(Saved data entries)
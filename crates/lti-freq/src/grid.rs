//! Frequency grids.

use lti_core::{log_sweep, points_for_decades};
use serde::{Deserialize, Serialize};

use crate::error::FreqResult;

#[derive(Clone, Debug, Serialize, Deserialize)]
#[serde(default)]
pub struct FrequencyOptions {
    pub points_per_decade: usize,
    /// Decades added below the smallest and above the largest corner
    pub decade_padding: f64,
    /// Range used when there are no corner frequencies
    pub default_min_omega: f64,
    pub default_max_omega: f64,
    /// Upper bound on the number of samples in one sweep
    pub max_points: usize,
    /// Extra decades on each side of the margin search sweep
    pub margin_extension_decades: f64,
    pub bisection_iterations: usize,
    /// Nyquist indentation radius around imaginary-axis poles, relative to `max(1, |p|)`
    pub indentation_radius: f64,
}

impl Default for FrequencyOptions {
    fn default() -> Self {
        Self {
            points_per_decade: 100,
            decade_padding: 2.0,
            default_min_omega: 1e-2,
            default_max_omega: 1e2,
            max_points: 4000,
            margin_extension_decades: 3.0,
            bisection_iterations: 80,
            indentation_radius: 1e-3,
        }
    }
}

/// Sweep bounds from the corner frequencies: `decade_padding` decades below
/// the smallest and above the largest, on decade boundaries.
pub fn frequency_range(corners: &[f64], opts: &FrequencyOptions) -> (f64, f64) {
    let finite: Vec<f64> = corners
        .iter()
        .copied()
        .filter(|c| c.is_finite() && *c > 0.0)
        .collect();
    let (Some(lo), Some(hi)) = (
        finite.iter().copied().reduce(f64::min),
        finite.iter().copied().reduce(f64::max),
    ) else {
        return (opts.default_min_omega, opts.default_max_omega);
    };
    let lo = 10f64.powf(lo.log10().floor() - opts.decade_padding);
    let hi = 10f64.powf(hi.log10().ceil() + opts.decade_padding);
    (lo, hi)
}

/// Logarithmic grid over `[lo, hi]` at the configured density, capped at
/// `max_points`.
pub fn frequency_grid(lo: f64, hi: f64, opts: &FrequencyOptions) -> FreqResult<Vec<f64>> {
    let n = points_for_decades(lo, hi, opts.points_per_decade.max(1))
        .min(opts.max_points)
        .max(2);
    Ok(log_sweep(lo, hi, n)?)
}

#[cfg(test)]
mod tests {
    use super::*;

    #[test]
    fn range_pads_two_decades() {
        let opts = FrequencyOptions::default();
        let (lo, hi) = frequency_range(&[0.5, 30.0], &opts);
        assert!((lo - 1e-3).abs() < 1e-15);
        assert!((hi - 1e4).abs() < 1e-6);
    }

    #[test]
    fn default_range_without_corners() {
        let opts = FrequencyOptions::default();
        assert_eq!(frequency_range(&[], &opts), (1e-2, 1e2));
    }

    #[test]
    fn grid_density_and_cap() {
        let mut opts = FrequencyOptions::default();
        let g = frequency_grid(1e-2, 1e2, &opts).unwrap();
        assert_eq!(g.len(), 401);
        opts.max_points = 50;
        assert_eq!(frequency_grid(1e-2, 1e2, &opts).unwrap().len(), 50);
    }
}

**WHAT TO PRODUCE**
If the word "copied" appears in a line above, copy that line.

**ANSWER**
        .copied()
        finite.iter().copied().reduce(f64::min),
        finite.iter().copied().reduce(f64::max),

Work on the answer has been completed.